Another logistical regression model, the Incestuous Logistic Regression Statistical Contrail Forecast Model (SM ILR) was developed using the entire dataset (all 557 contrail-yes/contrail-no observations). The model was then tested using the same entire development dataset. Developing and testing the SM ILR on the same dataset serves two purposes. The results produced by such a model may suggest that forecasting contrails with a logistic regression model is an idea worthy of further study. Also, the results of a regression model developed and tested on the same dataset will typically produce better results than a regression model developed on a portion of the dataset and tested on the remaining portion of the dataset. If the SM ILR produces favorable results, and the SM Quad models produce similar results to the SM ILR, it would provide some support for the validity of the SM Quad models. Thus, the SM ILR is a useful model to compare with the SM Quad models described above.

## Results

Table 3 lists the regression coefficients and standardized coefficients for each predictor, for each statistical model. The regression coefficients are used directly in the regression equation to predict the occurrence or nonoccurrence of a contrail by a particular aircraft. The standardized coefficients can be compared to determine the relative contribution of each predictor (Afifi and Clark 1990). The larger the magnitude of the standardized coefficient, the more the predictor contributes to the prediction of the predictand, in this case the occurrence or nonoccurrence of a contrail by a particular aircraft. Twenty-one predictors were used to develop the logistic regression models. The predictors are listed in Table 3 in decreasing order of importance for SM Quad 1, that is, the predictors with the larger magnitude standard coefficients (the greatest contribution) at the top.

Temp, temp2, temprh, and rh (predictor abbreviations are described in Table 3) are the top four predictors in all five models. Temp and temp2 have significantly larger standardized coefficients (on the order of 80 to 132) than all other predictors do, indicating that temperature by far makes the most significant contribution to the prediction of contrail occurrence and is thus the most important parameter in predicting contrail formation in this model. Figure 2 suggests a strong relationship between the occurrence of contrails and flight-level temperature, with the majority of contrail-yes observations occurring at colder temperatures and lower pressures; contrail-no observations are generally found at higher pressures and warmer temperatures. Combined temperature and humidity predictors (temprh, temp2rh2) and relative humidity predictors (rh, rh2) also make a significant contribution, with standardized coefficients on the order of 14–31, though these contributions are only on the order of 15%–30% of the temperature predictors’ contributions. Figure 3 shows that, although contrail-yes observations occur over the entire range of relative humidity, there is a strong tendency for contrail-no observations to occur at relative humidity less than 20%. The other predictors tend to contribute significantly less than the temperature and humidity predictors, with standardized coefficients ranging from 0.1 to 10.

The minor contributions by upper-air wind parameters (maxdir, maxspeed, wndspd) indicates a relationship between the occurrence of contrails and the flight-level synoptic situation.
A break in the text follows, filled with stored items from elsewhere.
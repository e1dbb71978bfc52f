//! Instruction builders for the vault program's write surface.

use rebalancer_domain::RebalancePlan;
use solana_sdk::{
    instruction::{AccountMeta, Instruction},
    pubkey::Pubkey,
};

/// Vault program custom error raised by `rebalance` when no capital is
/// staked. The keeper treats this specific code as a clean stop signal.
pub const NO_STAKE_ERROR_CODE: u32 = 6201;

// Anchor-style instruction discriminators.
pub const START_SUMMARIZATION_DISCRIMINATOR: [u8; 8] = [0x5b, 0x1e, 0x8a, 0x42, 0xc7, 0x03, 0xd9, 0x6f];
pub const SUMMARIZE_BATCH_DISCRIMINATOR: [u8; 8] = [0xa4, 0x77, 0x09, 0xe1, 0x3d, 0xb2, 0x58, 0x1c];
pub const REBALANCE_DISCRIMINATOR: [u8; 8] = [0x12, 0xcf, 0x64, 0x8b, 0xf0, 0x29, 0x7e, 0xd5];

/// Builds the `start_summarization` instruction, opening the epoch close-out
/// protocol.
pub fn start_summarization(program_id: &Pubkey, vault: &Pubkey, authority: &Pubkey) -> Instruction {
    Instruction {
        program_id: *program_id,
        accounts: vec![
            AccountMeta::new(*vault, false),
            AccountMeta::new_readonly(*authority, true),
        ],
        data: START_SUMMARIZATION_DISCRIMINATOR.to_vec(),
    }
}

/// Builds the `summarize_batch` instruction. Each call processes one batch
/// of participants and decrements the vault's stage counter.
pub fn summarize_batch(program_id: &Pubkey, vault: &Pubkey, authority: &Pubkey) -> Instruction {
    Instruction {
        program_id: *program_id,
        accounts: vec![
            AccountMeta::new(*vault, false),
            AccountMeta::new_readonly(*authority, true),
        ],
        data: SUMMARIZE_BATCH_DISCRIMINATOR.to_vec(),
    }
}

/// Builds the `rebalance` instruction carrying a freshly computed plan.
pub fn rebalance(
    program_id: &Pubkey,
    vault: &Pubkey,
    pool: &Pubkey,
    authority: &Pubkey,
    plan: &RebalancePlan,
) -> Instruction {
    let mut data = Vec::with_capacity(20);
    data.extend_from_slice(&REBALANCE_DISCRIMINATOR);
    data.extend_from_slice(&plan.tick_lower_offset.to_le_bytes());
    data.extend_from_slice(&plan.tick_upper_offset.to_le_bytes());
    data.extend_from_slice(&plan.token_0_share_bps.to_le_bytes());
    data.extend_from_slice(&plan.token_1_share_bps.to_le_bytes());

    Instruction {
        program_id: *program_id,
        accounts: vec![
            AccountMeta::new(*vault, false),
            AccountMeta::new(*pool, false),
            AccountMeta::new_readonly(*authority, true),
        ],
        data,
    }
}
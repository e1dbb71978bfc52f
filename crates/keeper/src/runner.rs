//! The per-block keeper loop.
//!
//! One cycle per emitted height, strictly sequential: close the epoch if
//! due, check the range, rebalance if the price has left it. Every decision
//! is re-derived from fresh reads; nothing on-chain is trusted to stay put
//! between cycles, because other actors share the vault.

use crate::config::{ConfigError, KeeperConfig, Mode};
use crate::executor::OperationExecutor;
use crate::planner::{PlannerConfig, plan_rebalance};
use crate::retry::RetryPolicy;
use crate::summarize::{DriveStatus, SummarizationDriver};
use rebalancer_domain::Height;
use rebalancer_ledger::vault::instructions;
use rebalancer_ledger::{LedgerClient, Rejection, VaultReader};
use solana_sdk::pubkey::Pubkey;
use std::sync::Arc;
use std::sync::atomic::{AtomicBool, Ordering};
use thiserror::Error;
use tokio::sync::mpsc;
use tracing::{debug, error, info, warn};

/// Failures that halt the keeper loop.
#[derive(Debug, Error)]
pub enum KeeperError {
    /// The vault rejected a rebalance for a reason other than "no capital
    /// staked". Semantically unexpected; the loop halts rather than
    /// continue as if the submission had succeeded.
    #[error("rebalance rejected unexpectedly: {0}")]
    RebalanceRejected(String),
}

/// What a cycle decided about the loop's future.
#[derive(Debug, Clone, Copy, PartialEq, Eq)]
enum CycleOutcome {
    Continue,
    /// The vault reported no capital staked: the keeper's work is done.
    Stopped,
}

/// The keeper control loop.
pub struct KeeperLoop {
    client: Arc<dyn LedgerClient>,
    reader: Arc<VaultReader>,
    executor: OperationExecutor,
    driver: SummarizationDriver,
    planner: PlannerConfig,
    retry: RetryPolicy,
    program_id: Pubkey,
    vault: Pubkey,
    running: AtomicBool,
}

impl KeeperLoop {
    /// Validates the configuration and wires up the loop. The only fatal
    /// error path in the system: a broken config never starts a loop.
    pub fn new(client: Arc<dyn LedgerClient>, config: &KeeperConfig) -> Result<Self, ConfigError> {
        config.validate()?;
        let vault = config.resolve_vault()?;

        let reader = Arc::new(VaultReader::new(client.clone(), config.program_id, vault));
        let executor = OperationExecutor::new(client.clone());
        let driver = SummarizationDriver::new(
            client.clone(),
            reader.clone(),
            executor.clone(),
            config.program_id,
            config.mode == Mode::Sandbox,
        );

        Ok(Self {
            client,
            reader,
            executor,
            driver,
            planner: config.planner,
            retry: config.retry,
            program_id: config.program_id,
            vault,
            running: AtomicBool::new(true),
        })
    }

    /// Requests a cooperative stop. Checked between cycles; an in-progress
    /// cycle (including a summarization drive) always completes first.
    pub fn stop(&self) {
        self.running.store(false, Ordering::SeqCst);
    }

    /// Runs one cycle per height until the watcher stream ends, stop is
    /// requested, the vault signals no stake, or a rebalance is rejected
    /// unexpectedly.
    pub async fn run(&self, mut heights: mpsc::Receiver<Height>) -> Result<(), KeeperError> {
        info!(vault = %self.vault, "Starting keeper loop");

        while self.running.load(Ordering::SeqCst) {
            let Some(height) = heights.recv().await else {
                info!("Height stream ended, keeper loop exiting");
                return Ok(());
            };

            match self.cycle(height).await? {
                CycleOutcome::Continue => {}
                CycleOutcome::Stopped => {
                    info!("No capital staked, keeper loop stopping cleanly");
                    return Ok(());
                }
            }
        }

        info!("Keeper loop stopped");
        Ok(())
    }

    async fn cycle(&self, height: Height) -> Result<CycleOutcome, KeeperError> {
        debug!(height = height, "Cycle start");

        // 1. Epoch summarization comes first: no other action is valid
        //    while an epoch is open for close-out.
        match self.driver.drive(height).await {
            Ok(DriveStatus::NotDue) => {}
            Ok(DriveStatus::Completed { batches }) => {
                info!(height = height, batches = batches, "Epoch summarized");
            }
            Ok(DriveStatus::StartFailed) => {
                warn!(height = height, "Start summarization failed, skipping cycle");
                return Ok(CycleOutcome::Continue);
            }
            Ok(DriveStatus::BatchFailed) => {
                warn!(height = height, "Summarization stalled, skipping cycle");
                return Ok(CycleOutcome::Continue);
            }
            Err(err) => {
                warn!(height = height, error = %err, "Summarization read failed, skipping cycle");
                return Ok(CycleOutcome::Continue);
            }
        }

        // 2. Fresh range check. Two independent reads; the tick may move
        //    between them, which the next cycle will see.
        let Ok(position) = self
            .retry
            .run("open_position", || self.reader.open_position())
            .await
        else {
            warn!(height = height, "Position read failed, skipping cycle");
            return Ok(CycleOutcome::Continue);
        };
        let Ok(tick) = self.retry.run("pool_tick", || self.reader.pool_tick()).await else {
            warn!(height = height, "Pool tick read failed, skipping cycle");
            return Ok(CycleOutcome::Continue);
        };

        if position.contains(tick) {
            debug!(
                height = height,
                tick = tick,
                tick_lower = position.tick_lower,
                tick_upper = position.tick_upper,
                "Position in range"
            );
            return Ok(CycleOutcome::Continue);
        }

        // 3. Price left the range: plan and submit a rebalance. The plan is
        //    valid only for this snapshot and is consumed by this single
        //    submission attempt.
        info!(
            height = height,
            tick = tick,
            tick_lower = position.tick_lower,
            tick_upper = position.tick_upper,
            "Position out of range, rebalancing"
        );

        let plan = plan_rebalance(&position, tick, &self.planner);

        let Ok(pool) = self.retry.run("pool", || self.reader.pool()).await else {
            warn!(height = height, "Pool address read failed, skipping cycle");
            return Ok(CycleOutcome::Continue);
        };
        let instruction = instructions::rebalance(
            &self.program_id,
            &self.vault,
            &pool,
            &self.client.payer(),
            &plan,
        );

        let outcome = self.executor.execute(instruction, "rebalance").await;
        if outcome.success {
            info!(
                new_lower = tick + plan.tick_lower_offset,
                new_upper = tick + plan.tick_upper_offset,
                token_0_bps = plan.token_0_share_bps,
                token_1_bps = plan.token_1_share_bps,
                "Rebalance confirmed"
            );
            return Ok(CycleOutcome::Continue);
        }

        match outcome.rejection {
            Some(Rejection::NoStake) => Ok(CycleOutcome::Stopped),
            Some(Rejection::Other(reason)) => {
                error!(reason = %reason, "Unexpected rebalance rejection");
                Err(KeeperError::RebalanceRejected(reason))
            }
            // Transport failure or timeout: transient, retry next height.
            None => {
                warn!(height = height, "Rebalance submission failed, retrying next cycle");
                Ok(CycleOutcome::Continue)
            }
        }
    }
}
Southwesterly upper-air winds in New England typically imply the northward advection of high-level moisture, increasing the potential for aircraft to produce contrails. In diagnosing the presence of clouds using multiple linear regression techniques, Norquist et al. (1997) also found wind parameters to be important predictors. Detwiler and Pratt (1984) found that contrails often form under certain synoptic situations, such as ahead of cyclonic storms.

The bypass ratio of each aircraft was offered to the logistic regression model as a predictor, though the value was found to make no contribution to the model. The bypass ratio describes the ratio of the amount of air passed around an aircraft engine core to the amount of air passed through the engine core and ultimately determines the amount of heat and water vapor added to the exhaust of a particular aircraft. Modern jet engines are categorized into three bypass ratio types: high bypass, low bypass, and nonbypass. If a statistical contrail forecast model was developed utilizing a much larger dataset, a separate logistic regression model should be developed for each engine bypass type.

Tables 4 and 5 compare the distribution of correct and incorrect forecasts for the logistic regression Statistical Contrail Forecast Models and the Schrader (1997) algorithm using the three relative humidity inputs previously described. The tables show the number of correct forecasts and total number of forecasts for each technique. The number of correct forecasts is broken down into the number of observed contrail occurrences that were forecast as contrail occurrences (Yes/FYes) and the number of observed contrail nonoccurrences that were forecast as contrail nonoccurrences (No/FNo). The number of incorrect forecasts is broken down into the number of observed contrail occurrences that were forecast as contrail nonoccurrences (Yes/FNo) and the number of observed contrail nonoccurrences that were forecast as contrail occurrences (No/FYes). Table 6 compares performance statistics calculated for the logistic regression Statistical Contrail Forecast Models and the Schrader (1997) algorithm.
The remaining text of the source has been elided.